§ **Exercise prompt**
Please repeat the lines below exactly. Begin with the line containing "Ok(Self::new(name, header.index_info(), file))" and go on through the line containing "let mut request = WordSearchRequest::instant(vec![WordMatch".

§ **Task data**
//! Dictionary abstraction
//!
//! Every dictionary kind (the btree-backed one here, the transliteration
//! one in [`crate::translit`]) exposes the same small capability set
//! through the [`Dictionary`] trait: exact lookup plus asynchronous prefix
//! and stemmed searches. Searches hand back a [`WordSearchRequest`], which
//! owns the background worker and can be cancelled at any point.

use std::future::Future;
use std::path::Path;
use std::sync::atomic::{AtomicBool, Ordering};
use std::sync::{Arc, Mutex};

use anyhow::{anyhow, Result};
use futures::future::BoxFuture;
use futures::FutureExt;
use tokio::task::JoinHandle;

use crate::btree::{BtreeIndex, IndexInfo, WordArticleLink};
use crate::io::file::{FileHeader, IndexFile};

/// A single headword produced by a search request, prefix merged in.
#[derive(Clone, Debug, PartialEq, Eq, PartialOrd, Ord)]
pub struct WordMatch {
    /// The full matched headword.
    pub word: String,
}

/// Shared state a search worker reports through.
pub(crate) struct SearchContext {
    cancelled: Arc<AtomicBool>,
    matches: Arc<Mutex<Vec<WordMatch>>>,
}

impl SearchContext {
    pub(crate) fn is_cancelled(&self) -> bool {
        self.cancelled.load(Ordering::Acquire)
    }

    /// Run `f` with the match list locked. Workers append one chain's worth
    /// of matches per call; the lock is never held across I/O.
    pub(crate) fn with_matches<R>(&self, f: impl FnOnce(&mut Vec<WordMatch>) -> R) -> R {
        let mut matches = self.matches.lock().unwrap_or_else(|e| e.into_inner());
        f(&mut matches)
    }
}

/// A running (or already finished) asynchronous word search.
///
/// The worker task is owned by this handle. [`cancel`](Self::cancel) asks it
/// to stop at its next check point; [`matches`](Self::matches) waits for it
/// to finish and takes the results. Dropping a request that was never
/// awaited cancels the worker and blocks until it has exited, so a worker
/// never outlives its request.
pub struct WordSearchRequest {
    cancelled: Arc<AtomicBool>,
    matches: Arc<Mutex<Vec<WordMatch>>>,
    error: Arc<Mutex<Option<String>>>,
    handle: Option<JoinHandle<()>>,
}

impl WordSearchRequest {
    /// Spawn a worker built by `f` on the runtime's pool.
    pub(crate) fn start<F, Fut>(f: F) -> Self
    where
        F: FnOnce(SearchContext) -> Fut,
        Fut: Future<Output = Result<()>> + Send + 'static,
    {
        let cancelled = Arc::new(AtomicBool::new(false));
        let matches = Arc::new(Mutex::new(Vec::new()));
        let error = Arc::new(Mutex::new(None));

        let worker = f(SearchContext {
            cancelled: cancelled.clone(),
            matches: matches.clone(),
        });
        let worker_error = error.clone();
        let handle = tokio::spawn(async move {
            if let Err(e) = worker.await {
                let mut slot = worker_error.lock().unwrap_or_else(|e| e.into_inner());
                *slot = Some(e.to_string());
            }
        });

        Self {
            cancelled,
            matches,
            error,
            handle: Some(handle),
        }
    }

    /// An already-finished request carrying precomputed matches.
    pub fn instant(matches: Vec<WordMatch>) -> Self {
        Self {
            cancelled: Arc::new(AtomicBool::new(false)),
            matches: Arc::new(Mutex::new(matches)),
            error: Arc::new(Mutex::new(None)),
            handle: None,
        }
    }

    /// Ask the worker to stop at its next cancellation point. The request
    /// still finishes normally and keeps whatever it had gathered.
    pub fn cancel(&self) {
        self.cancelled.store(true, Ordering::Release);
    }

    /// Wait for the worker to finish and take the accumulated matches.
    /// A failed request surfaces its error string instead.
    pub async fn matches(&mut self) -> Result<Vec<WordMatch>> {
        if let Some(handle) = self.handle.take() {
            handle.await?;
        }
        if let Some(error) = self
            .error
            .lock()
            .unwrap_or_else(|e| e.into_inner())
            .take()
        {
            return Err(anyhow!(error));
        }
        let mut matches = self.matches.lock().unwrap_or_else(|e| e.into_inner());
        Ok(std::mem::take(&mut *matches))
    }

    /// The error string of a failed request, if any.
    pub fn error_string(&self) -> Option<String> {
        self.error.lock().unwrap_or_else(|e| e.into_inner()).clone()
    }
}

impl Drop for WordSearchRequest {
    fn drop(&mut self) {
        // If the request was never awaited, cancel the worker and wait for
        // it to exit before the shared state goes away.
        if let Some(handle) = self.handle.take() {
            self.cancelled.store(true, Ordering::Release);
            std::thread::scope(|s| {
                let hdl = s.spawn(|| {
                    let runtime = tokio::runtime::Builder::new_multi_thread().build().unwrap();
                    if let Err(e) = runtime.block_on(handle) {
                        tracing::warn!("could not join search worker: {e}");
                    }
                });
                hdl.join().expect("thread finished");
            });
        }
    }
}

/// Capability set shared by every dictionary kind.
pub trait Dictionary: Send + Sync {
    /// Human-readable dictionary name.
    fn name(&self) -> &str;

    /// Exact-match lookup: every article registered under the headword.
    fn find_articles<'a>(&'a self, word: &'a str) -> BoxFuture<'a, Result<Vec<WordArticleLink>>>;

    /// Start an asynchronous prefix search.
    fn prefix_match(&self, word: &str, max_results: usize) -> WordSearchRequest;

    /// Start an asynchronous stemmed search.
    fn stemmed_match(
        &self,
        word: &str,
        min_length: usize,
        max_suffix_variation: usize,
        max_results: usize,
    ) -> WordSearchRequest;
}

/// A dictionary backed by an on-disk btree index.
///
/// The dictionary owns the index file and its mutex; the reader and any
/// in-flight searches share them and die with the dictionary.
pub struct BtreeDictionary {
    name: String,
    index: BtreeIndex,
}

impl BtreeDictionary {
    /// Bind a dictionary to a btree inside an already opened file.
    pub fn new(name: impl Into<String>, info: IndexInfo, file: IndexFile) -> Self {
        let mut index = BtreeIndex::new();
        index.open_index(info, Arc::new(tokio::sync::Mutex::new(file)));
        Self {
            name: name.into(),
            index,
        }
    }

    /// Open an index file produced by [`crate::btree::build_index`], reading
    /// the btree location from its header.
    pub async fn open(name: impl Into<String>, path: impl AsRef<Path>) -> Result<Self> {
        let mut file = IndexFile::open(path).await?;
        let header = FileHeader::read(&mut file).await?;
        Ok(Self::new(name, header.index_info(), file))
    }

    /// The underlying reader.
    pub fn index(&self) -> &BtreeIndex {
        &self.index
    }
}

impl Dictionary for BtreeDictionary {
    fn name(&self) -> &str {
        &self.name
    }

    fn find_articles<'a>(&'a self, word: &'a str) -> BoxFuture<'a, Result<Vec<WordArticleLink>>> {
        self.index.find_articles(word).boxed()
    }

    fn prefix_match(&self, word: &str, max_results: usize) -> WordSearchRequest {
        self.index.prefix_match(word, max_results)
    }

    fn stemmed_match(
        &self,
        word: &str,
        min_length: usize,
        max_suffix_variation: usize,
        max_results: usize,
    ) -> WordSearchRequest {
        self.index
            .stemmed_match(word, min_length, max_suffix_variation, max_results)
    }
}

#[cfg(test)]
mod tests {
    use super::*;

    use crate::btree::{build_index, IndexedWords};

    async fn build_dictionary(path: &str) -> BtreeDictionary {
        let mut words = IndexedWords::new();
        words.add_single_word("alpha", 1);
        words.add_single_word("beta", 2);
        words.add_single_word("gamma", 3);

        let mut file = IndexFile::create(path).await.expect("creates index file");
        let info = build_index(&words, &mut file).await.expect("builds index");
        BtreeDictionary::new("test dictionary", info, file)
    }

    #[tokio::test]
    async fn it_dispatches_through_the_trait_object() {
        let dictionary = build_dictionary("dict_trait_object.idx").await;
        let dictionary: Box<dyn Dictionary> = Box::new(dictionary);

        assert_eq!(dictionary.name(), "test dictionary");

        let articles = dictionary
            .find_articles("Beta")
            .await
            .expect("finds articles");
        assert_eq!(articles, vec![WordArticleLink::new("beta", 2)]);

        let mut request = dictionary.prefix_match("a", 10);
        let matches = request.matches().await.expect("prefix search finishes");
        assert_eq!(matches, vec![WordMatch { word: "alpha".to_string() }]);

        std::fs::remove_file("dict_trait_object.idx").expect("cleanup");
    }

    #[tokio::test]
    async fn it_serves_instant_requests() {
        let mut request = WordSearchRequest::instant(vec![WordMatch {
            word: "ready".to_string(),
        }]);
        let matches = request.matches().await.expect("instant request finishes");
        assert_eq!(matches.len(), 1);
        assert_eq!(matches[0].word, "ready");
        assert!(request.error_string().is_none());
    }
}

§ **Result**
        Ok(Self::new(name, header.index_info(), file))
    }

    /// The underlying reader.
    pub fn index(&self) -> &BtreeIndex {
        &self.index
    }
}

impl Dictionary for BtreeDictionary {
    fn name(&self) -> &str {
        &self.name
    }

    fn find_articles<'a>(&'a self, word: &'a str) -> BoxFuture<'a, Result<Vec<WordArticleLink>>> {
        self.index.find_articles(word).boxed()
    }

    fn prefix_match(&self, word: &str, max_results: usize) -> WordSearchRequest {
        self.index.prefix_match(word, max_results)
    }

    fn stemmed_match(
        &self,
        word: &str,
        min_length: usize,
        max_suffix_variation: usize,
        max_results: usize,
    ) -> WordSearchRequest {
        self.index
            .stemmed_match(word, min_length, max_suffix_variation, max_results)
    }
}

#[cfg(test)]
mod tests {
    use super::*;

    use crate::btree::{build_index, IndexedWords};

    async fn build_dictionary(path: &str) -> BtreeDictionary {
        let mut words = IndexedWords::new();
        words.add_single_word("alpha", 1);
        words.add_single_word("beta", 2);
        words.add_single_word("gamma", 3);

        let mut file = IndexFile::create(path).await.expect("creates index file");
        let info = build_index(&words, &mut file).await.expect("builds index");
        BtreeDictionary::new("test dictionary", info, file)
    }

    #[tokio::test]
    async fn it_dispatches_through_the_trait_object() {
        let dictionary = build_dictionary("dict_trait_object.idx").await;
        let dictionary: Box<dyn Dictionary> = Box::new(dictionary);

        assert_eq!(dictionary.name(), "test dictionary");

        let articles = dictionary
            .find_articles("Beta")
            .await
            .expect("finds articles");
        assert_eq!(articles, vec![WordArticleLink::new("beta", 2)]);

        let mut request = dictionary.prefix_match("a", 10);
        let matches = request.matches().await.expect("prefix search finishes");
        assert_eq!(matches, vec![WordMatch { word: "alpha".to_string() }]);

        std::fs::remove_file("dict_trait_object.idx").expect("cleanup");
    }

    #[tokio::test]
    async fn it_serves_instant_requests() {
        let mut request = WordSearchRequest::instant(vec![WordMatch {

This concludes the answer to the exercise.